Патрик, возникший словно из-под земли, явился с листом бумаги, пером и бронзовой чернильницей.
– И как же вы успеете срубить дубы для нашего заказа? – с сомнением в голосе осведомился ганзеец.
– Вам нужно просто отдохнуть после долгой дороги. Патрик, подробно запиши заказ гостей. И пусть они поставят свои имена. Это наш первый и главнейший заказ.
– Но все же, – не унимался ганзеец, – когда же будут закончены работы? И сколько дерева вы сможете обработать за день и за месяц?
– О! Это мы с вами подробно обсудим. Но не здесь. Вы наверняка проголодались и хотели бы промочить иссохшее горло. Прошу вас за мной. Хотя сейчас и пост, но вы останетесь довольны нашим гостеприимством. Не будь я Венцелем Марцелом – бюргермейстером Витинбурга.
* * *
Венцель Марцел находился в глубокой задумчивости. Он никак не ожидал от ганзейских купцов такой деловитости. Их не брало ни вино, ни крепчайшее пиво. Их не расслабили музыканты и девки старой Ванды.
Наутро, проведя ночь в доме бюргермейстера, они поднялись свежие, как будто в их желудки не были влиты большие кувшины вина и полбочки пива. Они задержали фрюштюк и, плотно обсев Венцеля Марцела, засыпали его сотней вопросов.
А у самого Венцеля Марцела голова кружилась, и он едва успевал отбиваться от них. Землекопы, кирки, железные лопаты, стоимость работ, правильность расчетов движения воды, сколько еще можно построить лесопилен, как и откуда будут доставляться стволы, как будет осуществляться проверка готового товара, как он будет и в какое время доставлен…
От всего этого Венцель Марцел почувствовал, что в голове у него затуманилось. Единственное, что он правильно сделал, так это то, что не ответил ни на один вопрос. Он все вопросы отсылал в городской совет. И наконец гости не выдержали и, подхватив бюргермейстера, отправились в Ратушу.
Здесь, как великий знаток права и составления документов, вперед выступил судья Перкель. Он взял гостей на себя, чем бесконечно обрадовал Венцеля Марцела.

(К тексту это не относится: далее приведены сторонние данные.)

use std::collections::BTreeMap;

use smallvec::SmallVec;

use crate::rows::{BreakoutDirection, ComputedRow, InputRow};
use crate::variables::{VolModel, Variables};

/// Run-level report. Built after every row is computed; never fails.
#[derive(Debug, Clone, serde::Serialize)]
pub struct Diagnostics {
    pub variables: Variables,
    pub model: &'static str,
    pub critical_value: f64,
    pub row_count: usize,
    /// Non-null occurrences per output field.
    pub field_coverage: BTreeMap<String, usize>,
    pub reason_counts: BTreeMap<String, usize>,
    pub sample: Vec<SampleRow>,
    pub breakout_summary: BreakoutSummary,
    pub warnings: SmallVec<[String; 4]>,
}

#[derive(Debug, Clone, serde::Serialize)]
pub struct SampleRow {
    pub index: usize,
    pub row: ComputedRow,
}

#[derive(Debug, Clone, Copy, Default, PartialEq, serde::Serialize)]
pub struct BreakoutSummary {
    pub scored: usize,
    pub up: usize,
    pub down: usize,
    pub inside: usize,
    /// Realized share of scored rows outside the band. None when nothing was scored.
    pub breakout_rate: Option<f64>,
    /// `1 - pi_coverage`.
    pub nominal_rate: f64,
}

/// Inputs the engine hands over besides the rows themselves.
#[derive(Debug, Clone, Copy)]
pub struct RunFacts {
    pub model: &'static str,
    pub critical_value: f64,
    /// Rows with a full drift window where the model still produced no forecast.
    pub model_failures: usize,
}

pub fn summarize(
    variables: &Variables,
    inputs: &[InputRow],
    rows: &[ComputedRow],
    facts: RunFacts,
) -> Diagnostics {
    let mut reason_counts = BTreeMap::new();
    for r in rows {
        *reason_counts.entry(r.diagnostics_reason.as_str().to_string()).or_insert(0) += 1;
    }

    Diagnostics {
        variables: variables.clone(),
        model: facts.model,
        critical_value: facts.critical_value,
        row_count: rows.len(),
        field_coverage: field_coverage(rows),
        reason_counts,
        sample: sample(rows),
        breakout_summary: breakout_summary(rows, variables.pi_coverage),
        warnings: warnings(variables, inputs, facts),
    }
}

fn field_coverage(rows: &[ComputedRow]) -> BTreeMap<String, usize> {
    let mut coverage = BTreeMap::new();
    for row in rows {
        // a row that fails to serialize simply contributes nothing
        let Ok(serde_json::Value::Object(fields)) = serde_json::to_value(row) else {
            continue;
        };
        for (key, value) in fields {
            let slot = coverage.entry(key).or_insert(0usize);
            if !value.is_null() {
                *slot += 1;
            }
        }
    }
    coverage
}

/// First, middle and last row (deduplicated for short runs).
fn sample(rows: &[ComputedRow]) -> Vec<SampleRow> {
    if rows.is_empty() {
        return Vec::new();
    }
    let mut picks = vec![0, rows.len() / 2, rows.len() - 1];
    picks.dedup();
    picks
        .into_iter()
        .map(|index| SampleRow {
            index,
            row: rows[index].clone(),
        })
        .collect()
}

fn breakout_summary(rows: &[ComputedRow], coverage: f64) -> BreakoutSummary {
    let mut s = BreakoutSummary {
        nominal_rate: 1.0 - coverage,
        ..Default::default()
    };
    for dir in rows.iter().filter_map(|r| r.breakout_direction) {
        s.scored += 1;
        match dir {
            BreakoutDirection::Up => s.up += 1,
            BreakoutDirection::Down => s.down += 1,
            BreakoutDirection::In => s.inside += 1,
        }
    }
    if s.scored > 0 {
        s.breakout_rate = Some((s.up + s.down) as f64 / s.scored as f64);
    }
    s
}

fn warnings(variables: &Variables, inputs: &[InputRow], facts: RunFacts) -> SmallVec<[String; 4]> {
    let mut out = SmallVec::new();

    let out_of_order = inputs.windows(2).filter(|w| w[0].date <= w[1].date).count();
    if out_of_order > 0 {
        out.push(format!(
            "input dates are not strictly descending ({out_of_order} adjacent pairs); returns assume newest-first order"
        ));
    }

    if variables.vol_model == VolModel::HarRv {
        let missing = inputs.iter().filter(|r| r.realized_vol().is_none()).count();
        if missing > 0 {
            out.push(format!("HAR_RV selected but realized volatility missing on {missing} rows"));
        }
    }

    if variables.vol_model.is_garch() && facts.model_failures > 0 {
        out.push(format!(
            "{} forecast unavailable on {} rows with a full drift window",
            variables.vol_model, facts.model_failures
        ));
    }

    if variables.vol_window_days.is_some() && !variables.vol_model.is_garch() {
        out.push(format!("vol_window_days ignored for {}", variables.vol_model));
    }

    for w in &out {
        tracing::warn!(warning = %w, "diagnostics");
    }
    out
}

#[cfg(test)]
mod tests {
    use super::*;
    use crate::rows::RowReason;
    use chrono::NaiveDate;

    fn vars(model: VolModel) -> Variables {
        Variables {
            window_days: 20,
            horizon_h_days: 1,
            pi_coverage: 0.95,
            drift_shrinkage_lambda: 1.0,
            vol_model: model,
            variance_targeting: false,
            innovations_df: 5,
            vol_window_days: None,
            skip_earnings: false,
        }
    }

    fn input(day: u32) -> InputRow {
        InputRow {
            date: NaiveDate::from_ymd_opt(2024, 1, day).unwrap(),
            open: None,
            high: None,
            low: None,
            close: Some(100.0),
            adj_close: None,
            realized_vol: None,
            earnings_flag: false,
        }
    }

    fn facts() -> RunFacts {
        RunFacts { model: "GBM", critical_value: 1.96, model_failures: 0 }
    }

    #[test]
    fn test_coverage_and_reasons() {
        let d = NaiveDate::from_ymd_opt(2024, 1, 5).unwrap();
        let mut a = ComputedRow::empty(d, RowReason::Ok);
        a.price = Some(1.0);
        a.breakout_direction = Some(BreakoutDirection::Up);
        let b = ComputedRow::empty(d, RowReason::InsufficientHistory);
        let mut c = ComputedRow::empty(d, RowReason::Ok);
        c.price = Some(2.0);
        c.breakout_direction = Some(BreakoutDirection::In);

        let diag = summarize(&vars(VolModel::Gbm), &[], &[a, b, c], facts());
        assert_eq!(diag.row_count, 3);
        assert_eq!(diag.field_coverage["price"], 2);
        assert_eq!(diag.field_coverage["garch_alpha"], 0);
        assert_eq!(diag.field_coverage["date"], 3);
        assert_eq!(diag.reason_counts["ok"], 2);
        assert_eq!(diag.reason_counts["insufficient_history"], 1);
        assert_eq!(diag.breakout_summary.scored, 2);
        assert_eq!(diag.breakout_summary.breakout_rate, Some(0.5));
        assert!((diag.breakout_summary.nominal_rate - 0.05).abs() < 1e-12);
    }

    #[test]
    fn test_sample_first_middle_last() {
        let d = NaiveDate::from_ymd_opt(2024, 1, 5).unwrap();
        let rows: Vec<_> = (0..7).map(|_| ComputedRow::empty(d, RowReason::Ok)).collect();
        let diag = summarize(&vars(VolModel::Gbm), &[], &rows, facts());
        let idx: Vec<_> = diag.sample.iter().map(|s| s.index).collect();
        assert_eq!(idx, vec![0, 3, 6]);

        let diag = summarize(&vars(VolModel::Gbm), &[], &rows[..1], facts());
        assert_eq!(diag.sample.len(), 1);
        assert!(summarize(&vars(VolModel::Gbm), &[], &[], facts()).sample.is_empty());
    }

    #[test]
    fn test_warnings() {
        let inputs = [input(3), input(4), input(2)];
        let mut v = vars(VolModel::HarRv);
        v.vol_window_days = Some(30);
        let diag = summarize(&v, &inputs, &[], facts());
        assert_eq!(diag.warnings.len(), 3, "{:?}", diag.warnings);
        assert!(diag.warnings[0].contains("descending"));
        assert!(diag.warnings[1].contains("HAR_RV"));
        assert!(diag.warnings[2].contains("vol_window_days"));

        let f = RunFacts { model_failures: 4, ..facts() };
        let diag = summarize(&vars(VolModel::GarchNormal), &[input(4), input(3)], &[], f);
        assert_eq!(diag.warnings.len(), 1);
        assert!(diag.warnings[0].contains("4 rows"));
    }
}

Судья Перкель оказался весьма сведущим законником, чем явно были опечалены ганзейцы. И все же в договоре были указаны по большей части их требования, хотя не обошлось и без городских обязательств.
Главное же заключалось в том, что уже через пятнадцать дней в Витинбург должны были привезти две тысячи любекских гульденов с условием поставки указанного товара не позже второго месяца лета. И это понятно. К концу лета закончатся боевые действия в непрерывной войне за французский престол. И англичанам потребуются корабли для переброски на свои острова уставших рыцарей и лучников.
Ганзейцы должны взять на себя эти обязательства и успеть построить большие корабли. К тому же им и самим нужны «когги» для собственной защиты от морских разбойников и для контроля над морской торговлей. А это огромные корабли, на которых было по две мачты и до двух с половиной сотен служивых людей. А еще на них было до полутора дюжин пушек.
Чтобы построить такой корабль, нужен лучший лес и его точнейшая обработка. Вот почему гости были на многое согласны. А то, что это будет так, они не сомневались. Ни один город Священной Римской империи не смел подвести Ганзу. Это все равно что плюнуть под ноги самому Папе Римскому. Отмщение будет скорым и жесточайшим.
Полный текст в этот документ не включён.